Sono 61 i profughi che giungono in Val Pellice. Dopo alcuni anni vissuti all’Uliveto, casa sulla collina di San Giovanni, gli spazi si fanno angusti, e si rende necessario uno spostamento. Ecco la scelta di Villa Olanda, inaugurata allo scopo il 18 aprile 1958 con una cerimonia presieduta dal pastore valdese Achille Deodato e alla presenza del pastore Edgar Chandler, all’epoca segretario del Consiglio ecumenico delle chiese. Qui potranno passare in serenità gli ultimi anni terreni, dopo un’esistenza che la grande storia ha portato lontano dalla casa natale.

C’è Olga Zhigin, maestra di pianoforte dei figli Romanov e moglie di un ufficiale dello zar arrestato e torturato dopo la rivoluzione: la donna fuggirà in Jugoslavia e qui nel 1921 ritroverà il marito, dal quale avrà due gemelli che la seguiranno, oramai vedova, a Villa Olanda. Il figlio maschio, Alexander, sarà l’unico a sposarsi nell’esilio valligiano: sua moglie sarà Elda Malan, direttrice della casa Uliveto.

C’è Boris Krutiev, pittore, che alcuni ricordano in bicicletta con tele e treppiedi a tracolla per la strade del pinerolese a cercar scorci da dipingere: fra i suoi estimatori anche Paola Ruffo di Calabria, futura regina del Belgio, che trascorreva spesso periodi estivi presso la sorella maggiore Maria Cristina nella tenuta del marchese San Germano a Campiglione Fenile.Nel vicino comune di Cavour rimangono opere di Krutiev ad acquerello alll’Abbazia di S. Maria, alla chiesa di Babano e un ex voto alla Madonna della Rocca. Famosi e particolari per la loro unicità i suoi disegni in miniatura che potevano raggiungere la grandezza di un francobollo.

C’è Vassilj Skrotski, la “carabina più veloce di Russia”, pluridecorato colonnello degli Ussari , che ogni mattina usciva a correre per mantenersi in forma e si farà seppellire con la divisa da ufficiale.

C’è Sergey Popoff, in patria un noto cantante di operette . A Villa Olanda sarà ordinato diacono per poter celebrare le funzioni religiose in mancanza di un pope.

Già, la religione. Quasi tutti ortodossi, vi erano però anche due luterani, due sabbatisti, due cattolici.

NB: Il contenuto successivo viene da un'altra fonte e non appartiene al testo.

//! Error types for schema compilation

use thiserror::Error;

/// Result type for schema operations
pub type Result<T> = std::result::Result<T, SchemaError>;

/// Errors raised while loading or compiling a custom type.
///
/// These are contract violations: a schema that produces one of them must not
/// be registered downstream.
#[derive(Debug, Error)]
pub enum SchemaError {
    /// The custom type JSON does not match the field model
    #[error("invalid custom type schema: {0}")]
    Parse(#[from] serde_json::Error),

    /// Two fields compiled to the same structural path
    #[error("type path registered twice: {path}")]
    DuplicatePath { path: String },

    /// Two distinct paths produced the same generated type name
    #[error("type name '{name}' generated twice (second time at {path})")]
    DuplicateTypeName { name: String, path: String },

    /// A custom type declares more than one UID field
    #[error("custom type declares UID field '{second}' after '{first}'")]
    MultipleUids { first: String, second: String },
}
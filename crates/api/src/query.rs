//! Shared query parameter types for API handlers.

use courseinsight_core::filter::RawSearchFilters;
use serde::Deserialize;

/// Course listing parameters
/// (`?q=&branch=&semester=&type=&difficulty=&min_rating=&limit=`).
///
/// Filter values arrive exactly as the UI controls send them, `"all"`
/// included; they are normalized once via [`RawSearchFilters`].
#[derive(Debug, Default, Deserialize)]
pub struct CourseListParams {
    pub q: Option<String>,
    pub branch: Option<String>,
    pub semester: Option<String>,
    #[serde(rename = "type")]
    pub course_type: Option<String>,
    pub difficulty: Option<String>,
    #[serde(alias = "minRating")]
    pub min_rating: Option<String>,
    pub limit: Option<usize>,
}

impl CourseListParams {
    pub fn raw_filters(&self) -> RawSearchFilters {
        RawSearchFilters {
            branch: self.branch.clone(),
            semester: self.semester.clone(),
            course_type: self.course_type.clone(),
            difficulty: self.difficulty.clone(),
            min_rating: self.min_rating.clone(),
        }
    }

    pub fn search_text(&self) -> &str {
        self.q.as_deref().unwrap_or_default()
    }
}

/// Free-text search parameter (`?q=`).
#[derive(Debug, Default, Deserialize)]
pub struct SearchTextParams {
    pub q: Option<String>,
}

Il pastore Deodato farà costruire nel 1959 una cappella ortodossa a fianco dell’edificio principale: tre o quattro volte l’anno, a Pasqua, Natale, San Nicola, giungeva un sacerdote ortodosso da Milano, da Genova o da Ginevra. Stesso discorso per i funerali, con le salme sepolte nel cimitero di Luserna San Giovanni. Le altre domeniche dell’anno era il diacono Popoff a guidare le funzioni fra icone di grande valore, paramenti arabescati, ceri ed incensi, mentre Boris Vejtko, che a Villa Olanda si occupava del giardino, suonava la balalajka.

La vita corre lenta e serena per queste anziane figure. Le telecamere della Rai e qualche cronista che viene a raccontare di tanto in tanto di questo bizzarro e atipico rassemblement umano ci dicono però dell’interesse che hanno saputo catturare.

L’ultimo di questi ospiti speciali morirà novantenne nel 1986. Mancano tre anni appena alla caduta del muro di Berlino e all’avvio della dissoluzione dell’Unione Sovietica. Nessuno di questi fantasmi della storia,retaggio delle ideologie del secolo breve, vedrà dalla cattività valligiana il ritorno sulla scena della Russia. Del resto nessuno di loro aveva mai manifestato l’intenzione di tornare in patria. Per loro tutto era finito nel 1917.